Eight-Scale Image Contrast Enhancement Based on Adaptive Inverse Hyperbolic Tangent Algorithm

Abstract

The Eight-Scale parameter adjustment is a natural extension of Adaptive Inverse Hyperbolic Tangent (AIHT) algorithm. It has long been known that the Human Vision System (HVS) heavily depends on detail and edge in the understanding and perception of scenes. The main goal of this study is to produce a contrast enhancement technique to recover an image from blurring and darkness, and at the same time to improve visual quality. Eight-scale coefficient adjustments can provide a further local refinement in detail under the AIHT algorithm. The proposed Eight-Scale Adaptive Inverse Hyperbolic Tangent (8SAIHT) method uses the sub-band to calculate the local mean and local variance before the AIHT algorithm is applied. This study also shows that this approach is convenient and effective in the enhancement processes for various types of images. The 8SAIHT is also capable of adaptively enhancing the local contrast of the original image while simultaneously extruding more on object details.

1. Introduction

In human visual perception, contrast has a significant influence on the quality of an image. Contrast enhancement is frequently referred to as one of the most important issues in image processing. A poorly-illuminated environment can significantly affect the contrast ratio, producing an unexpected image. Contrast is created by the difference in luminance reflected from two adjacent surfaces. Several studies have given particular attention to this subject.

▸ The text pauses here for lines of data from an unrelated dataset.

//! Physical memory map and platform defaults.
//!
//! These values define the fixed SoC layout and the baseline configuration
//! used when an option is left unset. The device bases match the virt-style
//! layout the guest firmware and kernels expect.

/// Base physical address of main memory.
pub const DRAM_BASE: u32 = 0x8000_0000;

/// Default main memory size in MiB.
pub const DEFAULT_RAM_MB: u32 = 256;

/// Base physical address of the 16550-like UART.
pub const UART_BASE: u32 = 0x1000_0000;
/// Size of the UART MMIO region in bytes.
pub const UART_SIZE: u32 = 0x0000_0100;

/// Base physical address of the CLINT.
pub const CLINT_BASE: u32 = 0x0200_0000;
/// Size of the CLINT MMIO region in bytes.
pub const CLINT_SIZE: u32 = 0x0001_0000;

/// Base physical address of the PLIC.
pub const PLIC_BASE: u32 = 0x0c00_0000;
/// Size of the PLIC MMIO region in bytes.
pub const PLIC_SIZE: u32 = 0x0400_0000;

/// Base physical address of the stub VirtIO MMIO window.
pub const VIRTIO_BASE: u32 = 0x1000_1000;
/// Size of the VirtIO MMIO window (8 slots of 4 KiB).
pub const VIRTIO_SIZE: u32 = 0x0000_8000;
/// Stride between VirtIO MMIO slots.
pub const VIRTIO_STRIDE: u32 = 0x0000_1000;

/// Default kernel image load address.
pub const DEFAULT_KERNEL_LOAD: u32 = 0x8040_0000;
/// Default device-tree blob load address.
pub const DEFAULT_DTB_LOAD: u32 = 0x87f0_0000;
/// Default initrd load address.
pub const DEFAULT_INITRD_LOAD: u32 = 0x8800_0000;

/// Default instruction budget when none is requested.
pub const DEFAULT_MAX_INSTRUCTIONS: u64 = 50_000_000;

/// Depth of the UART receive FIFO in bytes.
pub const UART_RX_FIFO_SIZE: usize = 256;

/// Default number of harts.
pub const DEFAULT_HART_COUNT: u32 = 1;
/// Maximum number of harts the platform models.
pub const MAX_HARTS: usize = 4;
/// Maximum number of PLIC contexts ({M, S} pair per hart).
pub const MAX_PLIC_CONTEXTS: usize = MAX_HARTS * 2;

/// Page size shift for Sv32 (4 KiB pages).
pub const PAGE_SHIFT: u32 = 12;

Local contrast stretching is an enhancement method performed on an image for locally adjusting each picture element value in order to improve the visualization of structures in both the darkest and lightest portions of an image at the same time. Local contrast stretching is performed by sliding windows across the image and adjusting the center elements [1].

Global contrast stretching is simple and fast, but its contrast-enhancement power is relatively low. Local contrast stretching, on the other hand, can more effectively enhance overall contrast, but the complexity of computation required is very high due to its fully overlapped sub-blocks [2]. The global contrast stretching method is simple and powerful, but it cannot adapt to the local brightness features of the input image because it uses only global information over the whole image. This fact limits the contrast-stretching ratio in some parts of the image, and causes significant contrast losses in the background and other small regions.

To overcome this limitation, this study proposes an Eight-Scale Adaptive Inverse Hyperbolic Tangent (8SAIHT) method. This technique consists of two steps: a sub-scale step and a contrast enhancement step. The sub-scale step is applied to the image for sub-band processing. In the contrast enhancement step, the Adaptive Inverse Hyperbolic Tangent (AIHT) algorithm is applied for contrast enhancement, and to bring out hidden details. The new value of remapped pixel is based on an AIHT map function. Test results indicate that the proposed method could provide better image contrast than conventional enhancement methods in terms of visual looks and image details.

2. Adaptive Inverse Hyperbolic Tangent Algorithm

This AIHT form fits data obtained from measuring the electrical response of photo-receptors to flashes of light in various space [3]. It has also provided a good fit to other electro-physiological and psychophysical human visual function measurements [4,5,6]. The inverse hyperbolic tangent of a value x is the value y for which the hyperbolic tangent of y is x. The inverse hyperbolic tangent function is only defined in the open range (−1, +1). This corresponds to the output range of the hyperbolic tangent function.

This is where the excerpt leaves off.